◆ **WORK TO COMPLETE**: Your answer must be an exact copy of all the entries.

Segment Start: ENTRIES SHOWN

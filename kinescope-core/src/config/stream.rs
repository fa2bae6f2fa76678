//! Stream and pipeline tunables
//!
//! Every limit is fixed at build time. The named constants are the
//! defaults the firmware runs with; [`StreamConfig`] gathers them so tests
//! can run the same code with small frames and tiny displays.

use embassy_time::Duration;

/// Panel width in pixels (landscape)
pub const DISPLAY_WIDTH: u16 = 480;

/// Panel height in pixels (landscape)
pub const DISPLAY_HEIGHT: u16 = 320;

/// Largest reassembled frame in bytes
pub const MAX_FRAME_SIZE: usize = 35_000;

/// Largest number of fragments a frame may declare
pub const MAX_PACKETS: u16 = 500;

/// An unfinished frame older than this is abandoned
pub const FRAME_TIMEOUT: Duration = Duration::from_millis(150);

/// Free heap below this counts as a memory error
pub const MIN_FREE_HEAP: usize = 15_000;

/// Frame rate the pacer steers towards
pub const TARGET_FPS: u32 = 60;

/// Slowest pacing interval (16 ms = 60 FPS)
pub const SLOW_RENDER_INTERVAL: Duration = Duration::from_millis(16);

/// Fastest pacing interval (8 ms = 125 FPS)
pub const FAST_RENDER_INTERVAL: Duration = Duration::from_millis(8);

/// Amount the pacing interval moves per adjustment
pub const PACING_STEP: Duration = Duration::from_millis(1);

/// Rendered frames per throughput sample
pub const PACING_WINDOW_FRAMES: u32 = 30;

/// Tolerance around the target rate before the interval moves, in percent
pub const PACING_MARGIN_PERCENT: u32 = 10;

/// Rows per strip when flushing at normal rates
pub const STRIP_HEIGHT: u16 = 20;

/// Rows per strip when flushing at high rates
pub const FAST_STRIP_HEIGHT: u16 = 10;

/// Target rates above this use [`FAST_STRIP_HEIGHT`]
pub const FAST_STRIP_MIN_FPS: u32 = 45;

/// Yield after this many flushed strips
pub const STRIPS_PER_YIELD: u16 = 4;

/// Yield after this many decoded tiles
pub const TILES_PER_YIELD: u32 = 32;

/// Heap that must stay free after allocating the pixel buffer
pub const PIXEL_BUFFER_HEADROOM: usize = 60_000;

/// Configuration errors
#[derive(Debug, Clone, Copy, PartialEq, Eq)]
#[cfg_attr(feature = "defmt", derive(defmt::Format))]
pub enum ConfigError {
    /// Display has a zero dimension
    EmptyDisplay,
    /// Frame size cannot hold even a minimal JPEG
    FrameTooSmall,
    /// Fragment limit is zero
    NoPackets,
    /// Fast interval is slower than the slow interval, or zero
    InvalidPacing,
    /// Strip height is zero
    InvalidStrip,
}

/// Runtime copy of the build-time tunables
#[derive(Debug, Clone, Copy, PartialEq, Eq)]
#[cfg_attr(feature = "defmt", derive(defmt::Format))]
pub struct StreamConfig {
    /// Panel width in pixels
    pub display_width: u16,
    /// Panel height in pixels
    pub display_height: u16,
    /// Assembly and render buffer capacity in bytes
    pub max_frame_size: usize,
    /// Fragment tracking capacity
    pub max_packets: u16,
    /// Age after which an unfinished frame is abandoned
    pub frame_timeout: Duration,
    /// Minimum free heap before a memory error is counted
    pub min_free_heap: usize,
    /// Target frames per second
    pub target_fps: u32,
    /// Slowest pacing interval
    pub slow_interval: Duration,
    /// Fastest pacing interval
    pub fast_interval: Duration,
    /// Pacing adjustment step
    pub pacing_step: Duration,
    /// Rendered frames per throughput sample
    pub pacing_window: u32,
    /// Pacing tolerance in percent
    pub pacing_margin_percent: u32,
    /// Strip height at normal rates
    pub strip_height: u16,
    /// Strip height at high rates
    pub fast_strip_height: u16,
    /// Headroom required to enable the pixel buffer
    pub pixel_buffer_headroom: usize,
}

impl StreamConfig {
    /// The configuration the firmware is built with
    pub const DEFAULT: Self = Self {
        display_width: DISPLAY_WIDTH,
        display_height: DISPLAY_HEIGHT,
        max_frame_size: MAX_FRAME_SIZE,
        max_packets: MAX_PACKETS,
        frame_timeout: FRAME_TIMEOUT,
        min_free_heap: MIN_FREE_HEAP,
        target_fps: TARGET_FPS,
        slow_interval: SLOW_RENDER_INTERVAL,
        fast_interval: FAST_RENDER_INTERVAL,
        pacing_step: PACING_STEP,
        pacing_window: PACING_WINDOW_FRAMES,
        pacing_margin_percent: PACING_MARGIN_PERCENT,
        strip_height: STRIP_HEIGHT,
        fast_strip_height: FAST_STRIP_HEIGHT,
        pixel_buffer_headroom: PIXEL_BUFFER_HEADROOM,
    };

    /// Check that the tunables are mutually consistent
    pub fn validate(&self) -> Result<(), ConfigError> {
        if self.display_width == 0 || self.display_height == 0 {
            return Err(ConfigError::EmptyDisplay);
        }
        if self.max_frame_size < kinescope_protocol::MIN_JPEG_LEN {
            return Err(ConfigError::FrameTooSmall);
        }
        if self.max_packets == 0 {
            return Err(ConfigError::NoPackets);
        }
        if self.fast_interval.as_ticks() == 0
            || self.fast_interval > self.slow_interval
            || self.pacing_window == 0
        {
            return Err(ConfigError::InvalidPacing);
        }
        if self.strip_height == 0 || self.fast_strip_height == 0 {
            return Err(ConfigError::InvalidStrip);
        }
        Ok(())
    }

    /// Strip height for the configured target rate
    ///
    /// High target rates flush in thinner strips so the render task yields
    /// more often; lower rates favour fewer, larger transfers.
    pub fn flush_strip_height(&self) -> u16 {
        if self.target_fps > FAST_STRIP_MIN_FPS {
            self.fast_strip_height
        } else {
            self.strip_height
        }
    }

    /// Number of pixels on the panel
    pub fn pixel_count(&self) -> usize {
        self.display_width as usize * self.display_height as usize
    }
}

impl Default for StreamConfig {
    fn default() -> Self {
        Self::DEFAULT
    }
}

Segment End: ENTRIES SHOWN

◆ **YOUR RESPONSE**:
filename kinescope-core/src/config/stream.rs
repository fa2bae6f2fa76678
//! Stream and pipeline tunables
//!
//! Every limit is fixed at build time. The named constants are the
//! defaults the firmware runs with; [`StreamConfig`] gathers them so tests
//! can run the same code with small frames and tiny displays.

use embassy_time::Duration;

/// Panel width in pixels (landscape)
pub const DISPLAY_WIDTH: u16 = 480;

/// Panel height in pixels (landscape)
pub const DISPLAY_HEIGHT: u16 = 320;

/// Largest reassembled frame in bytes
pub const MAX_FRAME_SIZE: usize = 35_000;

/// Largest number of fragments a frame may declare
pub const MAX_PACKETS: u16 = 500;

/// An unfinished frame older than this is abandoned
pub const FRAME_TIMEOUT: Duration = Duration::from_millis(150);

/// Free heap below this counts as a memory error
pub const MIN_FREE_HEAP: usize = 15_000;

/// Frame rate the pacer steers towards
pub const TARGET_FPS: u32 = 60;

/// Slowest pacing interval (16 ms = 60 FPS)
pub const SLOW_RENDER_INTERVAL: Duration = Duration::from_millis(16);

/// Fastest pacing interval (8 ms = 125 FPS)
pub const FAST_RENDER_INTERVAL: Duration = Duration::from_millis(8);

/// Amount the pacing interval moves per adjustment
pub const PACING_STEP: Duration = Duration::from_millis(1);

/// Rendered frames per throughput sample
pub const PACING_WINDOW_FRAMES: u32 = 30;

/// Tolerance around the target rate before the interval moves, in percent
pub const PACING_MARGIN_PERCENT: u32 = 10;

/// Rows per strip when flushing at normal rates
pub const STRIP_HEIGHT: u16 = 20;

/// Rows per strip when flushing at high rates
pub const FAST_STRIP_HEIGHT: u16 = 10;

/// Target rates above this use [`FAST_STRIP_HEIGHT`]
pub const FAST_STRIP_MIN_FPS: u32 = 45;

/// Yield after this many flushed strips
pub const STRIPS_PER_YIELD: u16 = 4;

/// Yield after this many decoded tiles
pub const TILES_PER_YIELD: u32 = 32;

/// Heap that must stay free after allocating the pixel buffer
pub const PIXEL_BUFFER_HEADROOM: usize = 60_000;

/// Configuration errors
#[derive(Debug, Clone, Copy, PartialEq, Eq)]
#[cfg_attr(feature = "defmt", derive(defmt::Format))]
pub enum ConfigError {
    /// Display has a zero dimension
    EmptyDisplay,
    /// Frame size cannot hold even a minimal JPEG
    FrameTooSmall,
    /// Fragment limit is zero
    NoPackets,
    /// Fast interval is slower than the slow interval, or zero
    InvalidPacing,
    /// Strip height is zero
    InvalidStrip,
}

/// Runtime copy of the build-time tunables
#[derive(Debug, Clone, Copy, PartialEq, Eq)]
#[cfg_attr(feature = "defmt", derive(defmt::Format))]
pub struct StreamConfig {
    /// Panel width in pixels
    pub display_width: u16,
    /// Panel height in pixels
    pub display_height: u16,
    /// Assembly and render buffer capacity in bytes
    pub max_frame_size: usize,
    /// Fragment tracking capacity
    pub max_packets: u16,
    /// Age after which an unfinished frame is abandoned
    pub frame_timeout: Duration,
    /// Minimum free heap before a memory error is counted
    pub min_free_heap: usize,
    /// Target frames per second
    pub target_fps: u32,
    /// Slowest pacing interval
    pub slow_interval: Duration,
    /// Fastest pacing interval
    pub fast_interval: Duration,
    /// Pacing adjustment step
    pub pacing_step: Duration,
    /// Rendered frames per throughput sample
    pub pacing_window: u32,
    /// Pacing tolerance in percent
    pub pacing_margin_percent: u32,
    /// Strip height at normal rates
    pub strip_height: u16,
    /// Strip height at high rates
    pub fast_strip_height: u16,
    /// Headroom required to enable the pixel buffer
    pub pixel_buffer_headroom: usize,
}

impl StreamConfig {
    /// The configuration the firmware is built with
    pub const DEFAULT: Self = Self {
        display_width: DISPLAY_WIDTH,
        display_height: DISPLAY_HEIGHT,
        max_frame_size: MAX_FRAME_SIZE,
        max_packets: MAX_PACKETS,
        frame_timeout: FRAME_TIMEOUT,
        min_free_heap: MIN_FREE_HEAP,
        target_fps: TARGET_FPS,
        slow_interval: SLOW_RENDER_INTERVAL,
        fast_interval: FAST_RENDER_INTERVAL,
        pacing_step: PACING_STEP,
        pacing_window: PACING_WINDOW_FRAMES,
        pacing_margin_percent: PACING_MARGIN_PERCENT,
        strip_height: STRIP_HEIGHT,
        fast_strip_height: FAST_STRIP_HEIGHT,
        pixel_buffer_headroom: PIXEL_BUFFER_HEADROOM,
    };

    /// Check that the tunables are mutually consistent
    pub fn validate(&self) -> Result<(), ConfigError> {
        if self.display_width == 0 || self.display_height == 0 {
            return Err(ConfigError::EmptyDisplay);
        }
        if self.max_frame_size < kinescope_protocol::MIN_JPEG_LEN {
            return Err(ConfigError::FrameTooSmall);
        }
        if self.max_packets == 0 {
            return Err(ConfigError::NoPackets);
        }
        if self.fast_interval.as_ticks() == 0
            || self.fast_interval > self.slow_interval
            || self.pacing_window == 0
        {
            return Err(ConfigError::InvalidPacing);
        }
        if self.strip_height == 0 || self.fast_strip_height == 0 {
            return Err(ConfigError::InvalidStrip);
        }
        Ok(())
    }

    /// Strip height for the configured target rate
    ///
    /// High target rates flush in thinner strips so the render task yields
    /// more often; lower rates favour fewer, larger transfers.
    pub fn flush_strip_height(&self) -> u16 {
        if self.target_fps > FAST_STRIP_MIN_FPS {
            self.fast_strip_height
        } else {
            self.strip_height
        }
    }

    /// Number of pixels on the panel
    pub fn pixel_count(&self) -> usize {
        self.display_width as usize * self.display_height as usize
    }
}

impl Default for StreamConfig {
    fn default() -> Self {
        Self::DEFAULT
    }
}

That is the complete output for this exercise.